Source: Center for Ignatian Spirituality Facebook page

You may have heard of the true-to-life story of one man. You can say that he was a Johnny come lately. He was born to a rich family but his mom died when he was an infant. And his father could not take this and so neglected the family including our boy. Consequently, our protagonist developed what psychologists today would call developmental issues—he had a mother issue, he never felt the feminine and nurturing love of a mother and so became hard-hearted, unfeeling, and unemotional. He also had deep father issues, hating his father for neglecting him. In fact, word was, that when his father died, he was 12 and never attended the funeral. He became rebellious, stubborn, and disrespectful to authorities. As a result of all this, he created so much problems with his family, being violent, he always figured in a brawl; he was also a womanizer and an alcoholic. One could easily say at this point in his life, that this guy, our guy would just end up a total loser; his life amounting to nothing. Like the dirty path or the rocky soil or the thorny patch in the Gospel today that bore no fruit. Perhaps. Indeed, he definitely had gone through so much tragedy in his life which affected him and turned him into what he became of.

Yet one final tragedy would change his life for the better. While fighting in a war for his beloved country, perhaps the only positive love he had then in his life, he would seriously be wounded, almost dead in fact. And yet this terrible accident would be the beginning of a new life for Ignatius of Loyola. And all that had gone before him, his tragic, bitter past, would all help to make his life a rich soil for the word of God. He would set the world on fire. But whatever the fruits that his life bore, including the Society of Jesus he founded, would only spring and grow from the very fertile soil that his life had become.

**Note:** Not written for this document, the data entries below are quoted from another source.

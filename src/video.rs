//! Video keyframe extraction via an external ffmpeg install.
//!
//! Video assets get their thumbnail from a single decoded frame. The work is
//! done by `ffmpeg`/`ffprobe` child processes; this module only finds the
//! toolkit, builds argument lists, and reads back results.
//!
//! Nothing here fails loudly. A missing toolkit, a probe that exits non-zero
//! or prints garbage, or an extraction that produces no file all surface as
//! `None` / `false` plus a log line, so a video upload still succeeds and the
//! caller shows a placeholder.
//!
//! All process spawning goes through [`CommandRunner`]; tests swap in a fake
//! and never touch a real binary.

use serde::Serialize;
use std::io;
use std::path::{Path, PathBuf};
use std::process::Command;
use std::sync::OnceLock;
use tracing::{debug, warn};

/// Exit status and captured output of a finished child process.
#[derive(Debug, Clone, Default, PartialEq, Eq)]
pub struct CommandOutput {
    /// `None` when the process was killed by a signal.
    pub status: Option<i32>,
    pub stdout: String,
    pub stderr: String,
}

impl CommandOutput {
    pub fn success(&self) -> bool {
        self.status == Some(0)
    }
}

/// Runs a program to completion and captures its output.
///
/// Blocks for as long as the child runs; callers that need a timeout must
/// impose it around the whole call.
pub trait CommandRunner: Sync {
    fn run(&self, program: &Path, args: &[String]) -> io::Result<CommandOutput>;
}

/// Spawns real processes with [`std::process::Command`].
#[derive(Debug, Default, Clone, Copy)]
pub struct SystemRunner;

impl CommandRunner for SystemRunner {
    fn run(&self, program: &Path, args: &[String]) -> io::Result<CommandOutput> {
        let output = Command::new(program).args(args).output()?;
        Ok(CommandOutput {
            status: output.status.code(),
            stdout: String::from_utf8_lossy(&output.stdout).into_owned(),
            stderr: String::from_utf8_lossy(&output.stderr).into_owned(),
        })
    }
}

/// Probe results for a video file. Each field is independently unknown.
#[derive(Debug, Clone, Copy, Default, PartialEq, Serialize)]
pub struct VideoProbe {
    pub duration_seconds: Option<f64>,
    pub width: Option<u32>,
    pub height: Option<u32>,
}

/// Resolved executables.
#[derive(Debug, Clone, PartialEq, Eq)]
pub struct Toolkit {
    pub ffmpeg: PathBuf,
    pub ffprobe: PathBuf,
}

/// Conventional install locations, checked in order after any configured path.
#[cfg(not(windows))]
const FFMPEG_CANDIDATES: &[&str] = &[
    "/usr/bin/ffmpeg",
    "/usr/local/bin/ffmpeg",
    "/opt/homebrew/bin/ffmpeg",
    "/opt/local/bin/ffmpeg",
    "/snap/bin/ffmpeg",
    "ffmpeg",
];

#[cfg(windows)]
const FFMPEG_CANDIDATES: &[&str] = &[
    "C:\\ffmpeg\\bin\\ffmpeg.exe",
    "C:\\Program Files\\ffmpeg\\bin\\ffmpeg.exe",
    "ffmpeg.exe",
    "ffmpeg",
];

/// `ffprobe` living next to `ffmpeg`, or the bare name for a bare command.
pub fn ffprobe_for(ffmpeg: &Path) -> PathBuf {
    let probe_name = match ffmpeg.extension().and_then(|e| e.to_str()) {
        Some(ext) => format!("ffprobe.{ext}"),
        None => "ffprobe".to_string(),
    };
    ffmpeg.with_file_name(probe_name)
}

/// Where to grab the frame: requests at or past the end use the midpoint;
/// negative or non-finite requests use the first frame.
pub fn resolve_timestamp(requested: f64, duration: Option<f64>) -> f64 {
    let requested = if requested.is_finite() && requested > 0.0 {
        requested
    } else {
        0.0
    };
    match duration {
        Some(d) if requested >= d => d / 2.0,
        _ => requested,
    }
}

/// ffmpeg `-vf` chain: cover-and-crop to `width x height`, or scale to
/// `width` keeping aspect when no height is given.
pub fn scale_filter(width: u32, height: Option<u32>) -> String {
    match height {
        Some(h) => format!("scale={width}:{h}:force_original_aspect_ratio=increase,crop={width}:{h}"),
        None => format!("scale={width}:-1"),
    }
}

fn path_arg(path: &Path) -> String {
    path.to_string_lossy().into_owned()
}

/// Finds ffmpeg once, then probes videos and extracts keyframes.
pub struct KeyframeExtractor<R: CommandRunner = SystemRunner> {
    runner: R,
    configured: Option<PathBuf>,
    toolkit: OnceLock<Option<Toolkit>>,
}

impl KeyframeExtractor<SystemRunner> {
    /// Extractor backed by real processes. `ffmpeg_path` is tried before the
    /// standard locations.
    pub fn system(ffmpeg_path: Option<PathBuf>) -> Self {
        Self::new(SystemRunner, ffmpeg_path)
    }
}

That is what makes for a rich soil. Not just irrigation or fertilizer helps. I remember when I was in grade school and in our Agriculture class, we were to take care of a garden plot, cultivate it, and plant vegetables in it. Our grades depended on our harvest at the end of the semester. Not knowing any better, I irrigated it well and tidied it up every day, pulling off the weeds and grass from the plot. But my father who was a farmer taught me, to make the soil rich, I had to integrate in the plot decaying leaves, stems, roots, even rotting fruit peels from our kitchen. The resulting aroma that the plot gave off was not your gentleman’s perfume but it did the trick. Soon, shoots were coming out of the plot and in no time, I was harvesting eggplants, ampalaya, and tomatoes. From the rich soil that was my plot.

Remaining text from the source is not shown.